[Material to process Boundary: Start]
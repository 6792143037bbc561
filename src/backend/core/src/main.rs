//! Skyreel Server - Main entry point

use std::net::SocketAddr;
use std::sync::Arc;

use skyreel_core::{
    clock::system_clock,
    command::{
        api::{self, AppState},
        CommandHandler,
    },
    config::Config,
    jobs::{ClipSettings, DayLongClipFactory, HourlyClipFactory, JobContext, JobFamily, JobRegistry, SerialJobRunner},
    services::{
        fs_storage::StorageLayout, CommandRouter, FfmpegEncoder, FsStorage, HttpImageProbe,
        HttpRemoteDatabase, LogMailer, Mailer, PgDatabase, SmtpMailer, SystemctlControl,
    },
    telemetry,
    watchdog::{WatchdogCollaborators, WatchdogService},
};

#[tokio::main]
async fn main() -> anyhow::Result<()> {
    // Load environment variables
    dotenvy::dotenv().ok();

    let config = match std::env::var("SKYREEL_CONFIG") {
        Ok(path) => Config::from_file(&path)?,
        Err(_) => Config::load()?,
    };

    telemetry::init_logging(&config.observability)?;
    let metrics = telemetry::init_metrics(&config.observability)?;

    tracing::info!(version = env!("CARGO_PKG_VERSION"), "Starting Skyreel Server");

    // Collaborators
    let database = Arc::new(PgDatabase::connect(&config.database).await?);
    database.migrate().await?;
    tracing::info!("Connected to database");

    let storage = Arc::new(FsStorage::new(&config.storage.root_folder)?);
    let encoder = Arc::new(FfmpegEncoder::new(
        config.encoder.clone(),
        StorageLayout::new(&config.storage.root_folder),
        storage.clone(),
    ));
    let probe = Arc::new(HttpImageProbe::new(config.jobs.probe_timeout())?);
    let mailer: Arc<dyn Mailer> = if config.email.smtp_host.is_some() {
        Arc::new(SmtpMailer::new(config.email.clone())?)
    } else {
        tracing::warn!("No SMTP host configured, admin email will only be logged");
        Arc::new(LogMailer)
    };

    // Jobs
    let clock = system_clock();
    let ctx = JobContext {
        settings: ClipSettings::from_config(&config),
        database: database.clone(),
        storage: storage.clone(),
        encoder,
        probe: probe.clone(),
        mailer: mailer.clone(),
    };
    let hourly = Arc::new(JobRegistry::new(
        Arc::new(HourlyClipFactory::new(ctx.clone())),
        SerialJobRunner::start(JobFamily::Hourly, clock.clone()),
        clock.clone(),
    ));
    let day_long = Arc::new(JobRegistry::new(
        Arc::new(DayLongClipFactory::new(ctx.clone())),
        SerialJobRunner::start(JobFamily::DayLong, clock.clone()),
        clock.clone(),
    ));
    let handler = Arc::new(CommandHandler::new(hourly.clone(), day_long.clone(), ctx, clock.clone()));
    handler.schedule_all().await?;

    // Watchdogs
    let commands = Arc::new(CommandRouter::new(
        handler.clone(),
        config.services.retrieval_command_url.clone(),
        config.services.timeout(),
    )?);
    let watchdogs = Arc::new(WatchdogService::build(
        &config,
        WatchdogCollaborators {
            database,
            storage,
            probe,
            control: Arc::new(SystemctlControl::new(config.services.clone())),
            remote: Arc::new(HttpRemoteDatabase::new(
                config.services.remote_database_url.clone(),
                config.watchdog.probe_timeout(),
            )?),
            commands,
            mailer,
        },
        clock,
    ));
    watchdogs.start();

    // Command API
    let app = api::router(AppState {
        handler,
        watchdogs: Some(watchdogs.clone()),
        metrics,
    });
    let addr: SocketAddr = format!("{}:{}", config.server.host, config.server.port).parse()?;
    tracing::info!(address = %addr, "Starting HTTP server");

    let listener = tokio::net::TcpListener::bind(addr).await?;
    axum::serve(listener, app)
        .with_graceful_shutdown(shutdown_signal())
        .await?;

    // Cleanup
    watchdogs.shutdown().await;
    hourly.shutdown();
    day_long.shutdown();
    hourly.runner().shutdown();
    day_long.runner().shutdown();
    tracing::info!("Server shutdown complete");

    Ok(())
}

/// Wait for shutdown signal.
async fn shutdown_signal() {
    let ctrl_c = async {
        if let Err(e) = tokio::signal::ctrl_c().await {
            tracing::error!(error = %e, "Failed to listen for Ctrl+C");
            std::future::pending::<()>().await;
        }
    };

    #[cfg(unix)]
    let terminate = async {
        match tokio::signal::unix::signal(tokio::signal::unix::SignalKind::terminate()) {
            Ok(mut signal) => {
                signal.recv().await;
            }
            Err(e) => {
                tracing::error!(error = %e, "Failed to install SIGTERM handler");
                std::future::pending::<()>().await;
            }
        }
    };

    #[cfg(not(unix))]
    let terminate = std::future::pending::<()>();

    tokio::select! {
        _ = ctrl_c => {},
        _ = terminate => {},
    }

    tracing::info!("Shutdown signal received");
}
[Material to process Boundary: End]
## Exercise directions
The whole listing above is to be restated word for word.

## Finished exercise
repository 6792143037bbc561
filename src/backend/core/src/main.rs
//! Skyreel Server - Main entry point

use std::net::SocketAddr;
use std::sync::Arc;

use skyreel_core::{
    clock::system_clock,
    command::{
        api::{self, AppState},
        CommandHandler,
    },
    config::Config,
    jobs::{ClipSettings, DayLongClipFactory, HourlyClipFactory, JobContext, JobFamily, JobRegistry, SerialJobRunner},
    services::{
        fs_storage::StorageLayout, CommandRouter, FfmpegEncoder, FsStorage, HttpImageProbe,
        HttpRemoteDatabase, LogMailer, Mailer, PgDatabase, SmtpMailer, SystemctlControl,
    },
    telemetry,
    watchdog::{WatchdogCollaborators, WatchdogService},
};

#[tokio::main]
async fn main() -> anyhow::Result<()> {
    // Load environment variables
    dotenvy::dotenv().ok();

    let config = match std::env::var("SKYREEL_CONFIG") {
        Ok(path) => Config::from_file(&path)?,
        Err(_) => Config::load()?,
    };

    telemetry::init_logging(&config.observability)?;
    let metrics = telemetry::init_metrics(&config.observability)?;

    tracing::info!(version = env!("CARGO_PKG_VERSION"), "Starting Skyreel Server");

    // Collaborators
    let database = Arc::new(PgDatabase::connect(&config.database).await?);
    database.migrate().await?;
    tracing::info!("Connected to database");

    let storage = Arc::new(FsStorage::new(&config.storage.root_folder)?);
    let encoder = Arc::new(FfmpegEncoder::new(
        config.encoder.clone(),
        StorageLayout::new(&config.storage.root_folder),
        storage.clone(),
    ));
    let probe = Arc::new(HttpImageProbe::new(config.jobs.probe_timeout())?);
    let mailer: Arc<dyn Mailer> = if config.email.smtp_host.is_some() {
        Arc::new(SmtpMailer::new(config.email.clone())?)
    } else {
        tracing::warn!("No SMTP host configured, admin email will only be logged");
        Arc::new(LogMailer)
    };

    // Jobs
    let clock = system_clock();
    let ctx = JobContext {
        settings: ClipSettings::from_config(&config),
        database: database.clone(),
        storage: storage.clone(),
        encoder,
        probe: probe.clone(),
        mailer: mailer.clone(),
    };
    let hourly = Arc::new(JobRegistry::new(
        Arc::new(HourlyClipFactory::new(ctx.clone())),
        SerialJobRunner::start(JobFamily::Hourly, clock.clone()),
        clock.clone(),
    ));
    let day_long = Arc::new(JobRegistry::new(
        Arc::new(DayLongClipFactory::new(ctx.clone())),
        SerialJobRunner::start(JobFamily::DayLong, clock.clone()),
        clock.clone(),
    ));
    let handler = Arc::new(CommandHandler::new(hourly.clone(), day_long.clone(), ctx, clock.clone()));
    handler.schedule_all().await?;

    // Watchdogs
    let commands = Arc::new(CommandRouter::new(
        handler.clone(),
        config.services.retrieval_command_url.clone(),
        config.services.timeout(),
    )?);
    let watchdogs = Arc::new(WatchdogService::build(
        &config,
        WatchdogCollaborators {
            database,
            storage,
            probe,
            control: Arc::new(SystemctlControl::new(config.services.clone())),
            remote: Arc::new(HttpRemoteDatabase::new(
                config.services.remote_database_url.clone(),
                config.watchdog.probe_timeout(),
            )?),
            commands,
            mailer,
        },
        clock,
    ));
    watchdogs.start();

    // Command API
    let app = api::router(AppState {
        handler,
        watchdogs: Some(watchdogs.clone()),
        metrics,
    });
    let addr: SocketAddr = format!("{}:{}", config.server.host, config.server.port).parse()?;
    tracing::info!(address = %addr, "Starting HTTP server");

    let listener = tokio::net::TcpListener::bind(addr).await?;
    axum::serve(listener, app)
        .with_graceful_shutdown(shutdown_signal())
        .await?;

    // Cleanup
    watchdogs.shutdown().await;
    hourly.shutdown();
    day_long.shutdown();
    hourly.runner().shutdown();
    day_long.runner().shutdown();
    tracing::info!("Server shutdown complete");

    Ok(())
}

/// Wait for shutdown signal.
async fn shutdown_signal() {
    let ctrl_c = async {
        if let Err(e) = tokio::signal::ctrl_c().await {
            tracing::error!(error = %e, "Failed to listen for Ctrl+C");
            std::future::pending::<()>().await;
        }
    };

    #[cfg(unix)]
    let terminate = async {
        match tokio::signal::unix::signal(tokio::signal::unix::SignalKind::terminate()) {
            Ok(mut signal) => {
                signal.recv().await;
            }
            Err(e) => {
                tracing::error!(error = %e, "Failed to install SIGTERM handler");
                std::future::pending::<()>().await;
            }
        }
    };

    #[cfg(not(unix))]
    let terminate = std::future::pending::<()>();

    tokio::select! {
        _ = ctrl_c => {},
        _ = terminate => {},
    }

    tracing::info!("Shutdown signal received");
}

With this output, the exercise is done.